Work instructions:
Find the lines in the listing below that have the word "status" and give their count, nothing else.

#### Task input ####

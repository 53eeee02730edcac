//! # Treasure Hunter - a text-adventure treasure hunt
//!
//! A hunter with a few coins wanders from town to town looking for the crown,
//! the trophy and the gem. Every town is ringed by terrain that takes a
//! particular tool to cross, sells and buys those tools, hides one treasure
//! search and one dig for gold, and may host a brawl or two.
//!
//! ## Features
//!
//! - **Five difficulty modes**: normal, hard, easy, samurai and a pre-outfitted test start.
//! - **Configurable tuning**: shop markdown, town toughness and bonus gold per mode, from TOML.
//! - **Replayable games**: every random draw goes through one injectable source; seed it to replay.
//! - **Headless play**: scripted input and a recording output drive whole games in tests.
//!
//! ## Quick Start
//!
//! ```rust,no_run
//! use treasure_hunter::config::Config;
//! use treasure_hunter::hunt::{ConsoleInput, ConsoleOutput, GameSession, RandEntropy};
//!
//! #[tokio::main]
//! async fn main() -> anyhow::Result<()> {
//!     let config = Config::load("treasure-hunter.toml").await?;
//!     let mut session = GameSession::start(
//!         &config.game,
//!         ConsoleOutput::new(),
//!         ConsoleInput::new(),
//!         RandEntropy::seeded(7),
//!     );
//!     session.play();
//!     Ok(())
//! }
//! ```
//!
//! ## Module Organization
//!
//! - [`hunt`] - the game engine: hunter, shop, terrain, town and the session loop
//! - [`config`] - configuration loading and validation
//! - [`logutil`] - helpers for logging player input

pub mod config;
pub mod hunt;
pub mod logutil;
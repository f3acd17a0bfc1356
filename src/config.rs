//! # Configuration
//!
//! Settings for the `termprompt` binary, with a clear override hierarchy:
//! defaults → config file → CLI flags.
//!
//! Config lives at `~/.termprompt/config.toml` unless `--config` points
//! elsewhere. A missing default file is not an error; nothing is written.
//! The library itself reads no configuration: hosts hand the resolved
//! values to `Session` explicitly.

use log::{LevelFilter, debug, info, warn};
use serde::{Deserialize, Serialize};
use std::fmt;
use std::fs;
use std::path::{Path, PathBuf};

use termprompt::SessionOptions;

// ============================================================================
// Config Structs (all fields Option<T> for sparse TOML)
// ============================================================================

#[derive(Debug, Default, Deserialize, Serialize)]
pub struct PromptConfig {
    #[serde(default)]
    pub session: SessionConfig,
    #[serde(default)]
    pub logging: LoggingConfig,
}

#[derive(Debug, Default, Deserialize, Serialize)]
pub struct SessionConfig {
    pub max_attempts: Option<u32>,
    pub clear_screen: Option<bool>,
}

#[derive(Debug, Default, Deserialize, Serialize)]
pub struct LoggingConfig {
    pub level: Option<String>,
    pub file: Option<PathBuf>,
}

// ============================================================================
// Defaults
// ============================================================================

pub const DEFAULT_CLEAR_SCREEN: bool = true;
pub const DEFAULT_LOG_LEVEL: LevelFilter = LevelFilter::Info;

// ============================================================================
// Resolved Config (concrete values, no Options)
// ============================================================================

#[derive(Debug, Clone, PartialEq, Eq)]
pub struct ResolvedConfig {
    pub max_attempts: Option<u32>,
    pub clear_screen: bool,
    pub log_level: LevelFilter,
    pub log_file: Option<PathBuf>,
}

impl ResolvedConfig {
    pub fn session_options(&self) -> SessionOptions {
        SessionOptions {
            max_attempts: self.max_attempts,
        }
    }
}

/// Values given on the command line. `None`/`false` means "not specified".
#[derive(Debug, Default, Clone)]
pub struct CliOverrides {
    pub max_attempts: Option<u32>,
    pub no_clear: bool,
    pub log_level: Option<String>,
    pub log_file: Option<PathBuf>,
}

// ============================================================================
// Error Type
// ============================================================================

#[derive(Debug)]
pub enum ConfigError {
    Io(std::io::Error),
    Parse(toml::de::Error),
}

impl fmt::Display for ConfigError {
    fn fmt(&self, f: &mut fmt::Formatter<'_>) -> fmt::Result {
        match self {
            ConfigError::Io(e) => write!(f, "config I/O error: {e}"),
            ConfigError::Parse(e) => write!(f, "config parse error: {e}"),
        }
    }
}

impl std::error::Error for ConfigError {}

// ============================================================================
// Loading
// ============================================================================

/// Returns the path to `~/.termprompt/config.toml`.
pub fn config_path() -> Option<PathBuf> {
    dirs::home_dir().map(|h| h.join(".termprompt").join("config.toml"))
}

/// Load config from `explicit`, or from the default path when `None`.
///
/// An explicit path must exist. A missing default file yields
/// `PromptConfig::default()`. Malformed TOML is `ConfigError::Parse`.
pub fn load_config(explicit: Option<&Path>) -> Result<PromptConfig, ConfigError> {
    let path = match explicit {
        Some(p) => p.to_path_buf(),
        None => match config_path() {
            Some(p) if p.exists() => p,
            Some(p) => {
                debug!("No config file at {}, using defaults", p.display());
                return Ok(PromptConfig::default());
            }
            None => {
                warn!("Could not determine home directory, using default config");
                return Ok(PromptConfig::default());
            }
        },
    };

    let contents = fs::read_to_string(&path).map_err(ConfigError::Io)?;
    let config: PromptConfig = toml::from_str(&contents).map_err(ConfigError::Parse)?;
    info!("Loaded config from {}", path.display());
    debug!("Config: {:?}", config);
    Ok(config)
}

// ============================================================================
// Resolution
// ============================================================================

/// Resolve the final config by collapsing: defaults → config file → CLI.
pub fn resolve(config: &PromptConfig, cli: &CliOverrides) -> ResolvedConfig {
    let max_attempts = cli.max_attempts.or(config.session.max_attempts);

    // --no-clear only ever turns clearing off
    let clear_screen =
        !cli.no_clear && config.session.clear_screen.unwrap_or(DEFAULT_CLEAR_SCREEN);

    let log_level = cli
        .log_level
        .as_deref()
        .or(config.logging.level.as_deref())
        .map(parse_level)
        .unwrap_or(DEFAULT_LOG_LEVEL);

    let log_file = cli.log_file.clone().or_else(|| config.logging.file.clone());

    ResolvedConfig {
        max_attempts,
        clear_screen,
        log_level,
        log_file,
    }
}

/// Parses a level name (`"debug"`, `"WARN"`, `"off"`...), falling back to the default.
fn parse_level(level: &str) -> LevelFilter {
    match level.trim().parse::<LevelFilter>() {
        Ok(filter) => filter,
        Err(_) => {
            warn!("Unknown log level '{level}', using {DEFAULT_LOG_LEVEL}");
            DEFAULT_LOG_LEVEL
        }
    }
}
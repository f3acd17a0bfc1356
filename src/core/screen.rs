//! # Screen Control
//!
//! Clearing the terminal is delegated to the platform's own command
//! (`clear` on POSIX, `cmd /c cls` on Windows). The child inherits our
//! stdout/stderr so its escape sequences reach the real terminal.
//!
//! Clearing is cosmetic: failures are logged and swallowed, never returned.

use log::{debug, error};
use std::process::{Command, Stdio};

/// Something that can wipe the visible terminal contents.
pub trait Screen {
    fn clear(&mut self);
}

/// Which external command clears the display on this platform.
#[derive(Debug, Clone, Copy, PartialEq, Eq)]
pub enum ClearCommand {
    /// `clear`
    Posix,
    /// `cmd /c cls`
    Windows,
}

impl ClearCommand {
    /// Picks the variant for the platform we were compiled for.
    pub fn detect() -> Self {
        if cfg!(windows) {
            ClearCommand::Windows
        } else {
            ClearCommand::Posix
        }
    }

    pub fn program(self) -> &'static str {
        match self {
            ClearCommand::Posix => "clear",
            ClearCommand::Windows => "cmd",
        }
    }

    pub fn args(self) -> &'static [&'static str] {
        match self {
            ClearCommand::Posix => &[],
            ClearCommand::Windows => &["/c", "cls"],
        }
    }
}

/// Clears the screen by running an external command and waiting for it.
#[derive(Debug, Clone)]
pub struct SystemScreen {
    program: String,
    args: Vec<String>,
}

impl SystemScreen {
    /// Uses the clear command detected for the current platform.
    pub fn detect() -> Self {
        Self::from_command(ClearCommand::detect())
    }

    pub fn from_command(command: ClearCommand) -> Self {
        Self::with_command(command.program(), command.args())
    }

    /// Runs an arbitrary program instead, e.g. `tput clear`.
    pub fn with_command<S: AsRef<str>>(program: &str, args: &[S]) -> Self {
        Self {
            program: program.to_string(),
            args: args.iter().map(|a| a.as_ref().to_string()).collect(),
        }
    }

    pub fn program(&self) -> &str {
        &self.program
    }
}

impl Default for SystemScreen {
    fn default() -> Self {
        Self::detect()
    }
}

impl Screen for SystemScreen {
    fn clear(&mut self) {
        debug!("Clearing screen with `{}`", self.program);
        let status = Command::new(&self.program)
            .args(&self.args)
            .stdout(Stdio::inherit())
            .stderr(Stdio::inherit())
            .status();

        match status {
            Ok(status) if status.success() => {}
            Ok(status) => error!("`{}` exited with {}", self.program, status),
            Err(e) => error!("Failed to run `{}`: {}", self.program, e),
        }
    }
}

/// A screen that never clears. For piped or non-interactive hosts.
#[derive(Debug, Clone, Copy, Default)]
pub struct NoopScreen;

impl Screen for NoopScreen {
    fn clear(&mut self) {}
}
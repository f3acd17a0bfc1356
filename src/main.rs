mod config;

use std::cell::Cell;
use std::fs::File;
use std::io::{BufRead, Write};
use std::path::PathBuf;

use clap::Parser;
use config::{CliOverrides, ResolvedConfig};
use simplelog::{ColorChoice, ConfigBuilder, TermLogger, TerminalMode, WriteLogger};
use termprompt::{MenuOption, PromptError, Session, StdioSession, capitalize_word};

#[derive(Parser)]
#[command(name = "termprompt", about = "Interactive demo of line-based terminal menus")]
struct Args {
    /// Config file (defaults to ~/.termprompt/config.toml)
    #[arg(short, long)]
    config: Option<PathBuf>,

    /// Give up after this many invalid answers (default: never)
    #[arg(long)]
    max_attempts: Option<u32>,

    /// Never clear the screen before running a menu action
    #[arg(long)]
    no_clear: bool,

    /// Log level: off, error, warn, info, debug, trace
    #[arg(long)]
    log_level: Option<String>,

    /// Write logs to this file instead of stderr
    #[arg(long)]
    log_file: Option<PathBuf>,
}

impl Args {
    fn overrides(&self) -> CliOverrides {
        CliOverrides {
            max_attempts: self.max_attempts,
            no_clear: self.no_clear,
            log_level: self.log_level.clone(),
            log_file: self.log_file.clone(),
        }
    }
}

fn init_logging(resolved: &ResolvedConfig) {
    let log_config = ConfigBuilder::new().set_time_format_rfc3339().build();

    if let Some(path) = &resolved.log_file {
        match File::create(path) {
            Ok(log_file) => {
                let _ = WriteLogger::init(resolved.log_level, log_config, log_file);
                return;
            }
            Err(e) => eprintln!("Could not open log file {}: {e}", path.display()),
        }
    }

    // Validation messages go to stderr so they never mix with menus on stdout
    let _ = TermLogger::init(
        resolved.log_level,
        log_config,
        TerminalMode::Stderr,
        ColorChoice::Auto,
    );
}

fn main() -> Result<(), Box<dyn std::error::Error>> {
    let args = Args::parse();
    let file_config = config::load_config(args.config.as_deref())?;
    let resolved = config::resolve(&file_config, &args.overrides());
    init_logging(&resolved);

    log::info!("termprompt starting with {:?}", resolved);

    let mut session = StdioSession::stdio().with_options(resolved.session_options());

    // Giving up is still a failure for scripted callers: exit non-zero
    if let Err(e) = run(&mut session, resolved.clear_screen) {
        log::error!("Stopping: {e}");
        return Err(e.into());
    }
    Ok(())
}

/// Main menu loop. Actions that need input set a pending request that is
/// handled after the menu returns, while the session is free again.
fn run<R: BufRead, W: Write>(
    session: &mut Session<R, W>,
    clear: bool,
) -> Result<(), PromptError> {
    #[derive(Clone, Copy, PartialEq, Eq)]
    enum Next {
        Menu,
        Greet,
        Capitalize,
        Clear,
        Quit,
    }

    loop {
        let next = Cell::new(Next::Menu);
        let mut options = vec![
            MenuOption::new("Greet", || next.set(Next::Greet)),
            MenuOption::new("Capitalize a word", || next.set(Next::Capitalize)),
            MenuOption::new("Clear screen", || next.set(Next::Clear)),
            MenuOption::new("Quit", || next.set(Next::Quit)),
        ];
        session.choose_and_run_option(&mut options, "Choose an option: ", clear)?;

        match next.get() {
            Next::Menu => {}
            Next::Greet => {
                let name = session.prompt("Your name: ")?;
                writeln!(session.writer_mut(), "Hello, {}!\n", capitalize_word(&name))
                    .map_err(PromptError::Write)?;
            }
            Next::Capitalize => {
                let word = session.prompt("Word: ")?;
                writeln!(session.writer_mut(), "{}\n", capitalize_word(&word))
                    .map_err(PromptError::Write)?;
            }
            Next::Clear => session.clear_screen(),
            Next::Quit => {
                if session.confirm("Really quit? [y/n] ")? {
                    log::info!("Bye");
                    return Ok(());
                }
            }
        }
    }
}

####

Task response:
5